Vitamins and supplements are important because many of us can’t get all the nutrients we need just from our food. “Our soil and crops have been so tampered with that many of them have been depleted of vital minerals and vitamins. We also have to think about our environment and the toxins that we ingest and are exposed to in our everyday lives,” Dr. Taz says. That said, there can be too much of a good thing.
“Too many supplements and vitamins—just like too many medications—are hard on the gut and tough for the liver to clear through. For this reason my team, @centrespringmd, and I focus on trying to target any supplements to key issues and deficiencies,” Dr. Taz says. “With so many supplements on the market, it can be hard to know which ones are right for you.”

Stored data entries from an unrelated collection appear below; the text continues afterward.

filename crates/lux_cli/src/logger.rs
use log::LevelFilter;

/// Initialize the logger with the specified level
pub fn init_logger(level: LevelFilter) {
    env_logger::Builder::from_default_env()
        .filter_level(level)
        .format_timestamp_millis()
        .init();
}
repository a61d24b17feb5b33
use crate::{Mat4, Vec3};

/// A ray in 3D space with an origin point and a direction vector.
///
/// Rays live in world space at rest. Intersection routines move a copy into
/// an object's local frame with [`Ray::transformed`]; the direction is not
/// renormalized by the transform, so the ray parameter `t` means the same
/// point in both frames.
#[derive(Debug, Copy, Clone, PartialEq)]
pub struct Ray {
    pub origin: Vec3,
    pub direction: Vec3,
}

impl Ray {
    /// Create a new ray.
    #[inline]
    pub fn new(origin: Vec3, direction: Vec3) -> Self {
        Self { origin, direction }
    }

    /// Get the origin point of the ray.
    #[inline]
    pub fn origin(&self) -> Vec3 {
        self.origin
    }

    /// Get the direction vector of the ray.
    #[inline]
    pub fn direction(&self) -> Vec3 {
        self.direction
    }

    /// Get the point along the ray at parameter t.
    ///
    /// Returns: origin + t * direction
    #[inline]
    pub fn at(&self, t: f32) -> Vec3 {
        self.origin + self.direction * t
    }

    /// Apply an affine matrix to the ray.
    ///
    /// The origin is transformed as a point (w=1) and the direction as a
    /// vector (w=0).
    #[inline]
    pub fn transformed(&self, matrix: &Mat4) -> Ray {
        Ray {
            origin: matrix.transform_point3(self.origin),
            direction: matrix.transform_vector3(self.direction),
        }
    }
}

#[cfg(test)]
mod tests {
    use super::*;

    #[test]
    fn test_ray_creation() {
        let origin = Vec3::new(1.0, 2.0, 3.0);
        let direction = Vec3::new(0.0, 1.0, 0.0);
        let ray = Ray::new(origin, direction);

        assert_eq!(ray.origin, origin);
        assert_eq!(ray.direction, direction);
    }

    #[test]
    fn test_ray_at() {
        let ray = Ray::new(Vec3::ZERO, Vec3::X);

        assert_eq!(ray.at(0.0), Vec3::ZERO);
        assert_eq!(ray.at(1.0), Vec3::X);
        assert_eq!(ray.at(2.0), Vec3::new(2.0, 0.0, 0.0));
        assert_eq!(ray.at(-1.0), Vec3::new(-1.0, 0.0, 0.0));
    }

    #[test]
    fn test_ray_transformed_keeps_direction_free_of_translation() {
        let ray = Ray::new(Vec3::new(1.0, 0.0, 0.0), Vec3::new(0.0, 0.0, 2.0));
        let m = Mat4::from_translation(Vec3::new(0.0, 5.0, 0.0));
        let moved = ray.transformed(&m);

        assert_eq!(moved.origin, Vec3::new(1.0, 5.0, 0.0));
        assert_eq!(moved.direction, Vec3::new(0.0, 0.0, 2.0));
    }

    #[test]
    fn test_ray_parameter_survives_transform() {
        // r(t) maps to the same world point whichever frame it is evaluated in
        let m = Mat4::from_scale(Vec3::new(2.0, 3.0, 0.5)) * Mat4::from_rotation_y(0.7);
        let ray = Ray::new(Vec3::new(0.3, -1.0, 4.0), Vec3::new(1.0, 2.0, -0.5));
        let t = 1.75;

        let local = ray.transformed(&m.inverse());
        let back = m.transform_point3(local.at(t));
        assert!((back - ray.at(t)).length() < 1e-4);
    }
}
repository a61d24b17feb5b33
// Re-export glam for convenience
pub use glam::*;

// Lux math types
mod interval;
mod ray;
pub mod transform;

pub use interval::Interval;
pub use ray::Ray;
pub use transform::{invert3x3, invert_affine, Mat4Ext, Transform, TransformOp};
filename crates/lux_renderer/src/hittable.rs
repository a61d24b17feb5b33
//! Hittable trait, hit records and the closest-hit scene query.

use lux_core::{Primitive, Scene, SceneObject};
use lux_math::{Ray, Vec2, Vec3};

use crate::{cone, cube, paraboloid, plane, sphere};

/// Intersection of a ray with a primitive, in the primitive's local frame.
#[derive(Debug, Clone, Copy, PartialEq)]
pub struct LocalHit {
    /// Ray parameter at the hit; always positive
    pub t: f32,
    /// Local hit point
    pub point: Vec3,
    /// Local surface normal (not necessarily unit length)
    pub normal: Vec3,
    /// Surface coordinates in [0, 1]²
    pub uv: Vec2,
    /// False when the ray is leaving the solid through this surface
    pub front_face: bool,
}

impl LocalHit {
    /// Build a hit whose normal is flipped to oppose the ray.
    ///
    /// A normal pointing along the ray means the ray started inside the
    /// solid; that is recorded as `front_face = false`.
    pub fn facing(ray: &Ray, t: f32, point: Vec3, outward_normal: Vec3, uv: Vec2) -> Self {
        let front_face = ray.direction().dot(outward_normal) <= 0.0;
        let normal = if front_face {
            outward_normal
        } else {
            -outward_normal
        };

        Self {
            t,
            point,
            normal,
            uv,
            front_face,
        }
    }
}

/// Record of a ray-object intersection in world space.
#[derive(Clone, Copy)]
pub struct HitRecord<'a> {
    /// Parameter t where the intersection occurs
    pub t: f32,
    /// Point of intersection
    pub point: Vec3,
    /// Unit surface normal
    pub normal: Vec3,
    /// UV texture coordinates
    pub uv: Vec2,
    /// Whether the ray hit the front face (outside) of the surface
    pub front_face: bool,
    /// The object that was hit
    pub object: &'a SceneObject,
    /// Index of the object in the scene, used to exclude it from
    /// rays spawned at this hit
    pub index: usize,
}

/// Trait for objects that can be hit by rays.
pub trait Hittable: Send + Sync {
    /// Intersect a world-space ray with this object.
    ///
    /// Returns the closest valid hit in front of the ray origin, expressed
    /// in the object's local frame. The caller's ray is never modified.
    fn hit_local(&self, ray: &Ray) -> Option<LocalHit>;
}

impl Hittable for SceneObject {
    fn hit_local(&self, ray: &Ray) -> Option<LocalHit> {
        let local = self.transform.ray_to_local(ray);

        match self.primitive {
            Primitive::Plane => plane::intersect(&local),
            Primitive::Sphere => sphere::intersect(&local),
            Primitive::Cone => cone::intersect(&local),
            Primitive::Paraboloid => paraboloid::intersect(&local),
            Primitive::Cube => cube::intersect(&local),
        }
    }
}

/// Find the closest object hit by a world-space ray.
///
/// Every object except `source` is tested. `source` is the object a
/// secondary ray starts on; skipping it avoids self-intersection from
/// rounding error. The smallest positive `t` wins and ties keep the object
/// found first. The winning local point and normal are moved to world
/// space, the normal via transpose(Tinv).
pub fn find_first_hit<'a>(
    scene: &'a Scene,
    ray: &Ray,
    source: Option<usize>,
) -> Option<HitRecord<'a>> {
    let mut closest: Option<(usize, LocalHit)> = None;

    for (index, object) in scene.objects.iter().enumerate() {
        if Some(index) == source {
            continue;
        }

        if let Some(hit) = object.hit_local(ray) {
            let closer = match &closest {
                Some((_, best)) => hit.t < best.t,
                None => true,
            };
            if hit.t > 0.0 && closer {
                closest = Some((index, hit));
            }
        }
    }

    closest.map(|(index, hit)| {
        let object = &scene.objects[index];
        HitRecord {
            t: hit.t,
            point: object.transform.point_to_world(hit.point),
            normal: object.transform.normal_to_world(hit.normal),
            uv: hit.uv,
            front_face: hit.front_face,
            object,
            index,
        }
    })
}

/// Solve `a·t² + b·t + c = 0` for the hit parameter of a quadric.
///
/// Takes the smaller root when it is positive, otherwise the larger one if
/// that is positive, so a ray starting inside the surface still finds its
/// exit. Returns `None` for a negative discriminant or a degenerate `a`.
pub(crate) fn nearest_root(a: f32, b: f32, c: f32) -> Option<f32> {
    if a == 0.0 {
        return None;
    }

    let discriminant = b * b - 4.0 * a * c;
    if discriminant < 0.0 {
        return None;
    }

    let t = if discriminant == 0.0 {
        -b / (2.0 * a)
    } else {
        let sqrtd = discriminant.sqrt();
        let t1 = (-b - sqrtd) / (2.0 * a);
        let t2 = (-b + sqrtd) / (2.0 * a);
        let (near, far) = if t1 <= t2 { (t1, t2) } else { (t2, t1) };
        if near > 0.0 {
            near
        } else {
            far
        }
    };

    (t > 0.0).then_some(t)
}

She says that a few ways you can tell if you’re going too hard with your supplements routine are:
- An upset stomach after ingesting supplements
- Burping or belching
- Feeling nauseated
- Changes in skin color
It’s especially important to be careful with fat-soluble vitamins like A, D, E, and K, Dr. Taz says. They can be stored in our body’s fat tissues, and accumulation can have negative effects. Water-soluble vitamins are broken down in the digestive system with water, and the excess is eliminated when we pee. So they are less likely than fat-soluble vitamins to cause issues, but can still do damage if used in excess.
Dr. Taz highly recommends getting bloodwork done instead of just guessing at what we need; she has many patients that come to her taking way too many supplements. She suggests starting with a baseline of vitamins A, D, and C, as well as magnesium, omega-3s, and B vitamins (namely: B12 and folate). “Once your nutrient needs have been met, then we would recommend branching out to other goals or working with an integrative medicine practitioner to determine what your body needs,” she adds.
“At my center, we use the lab results to recommend which supplements are right for patients, while streamlining and only suggesting what is necessary,” Dr. Taz says. “I have yet to recommend the same supplement regimen as it is a highly individualized process.”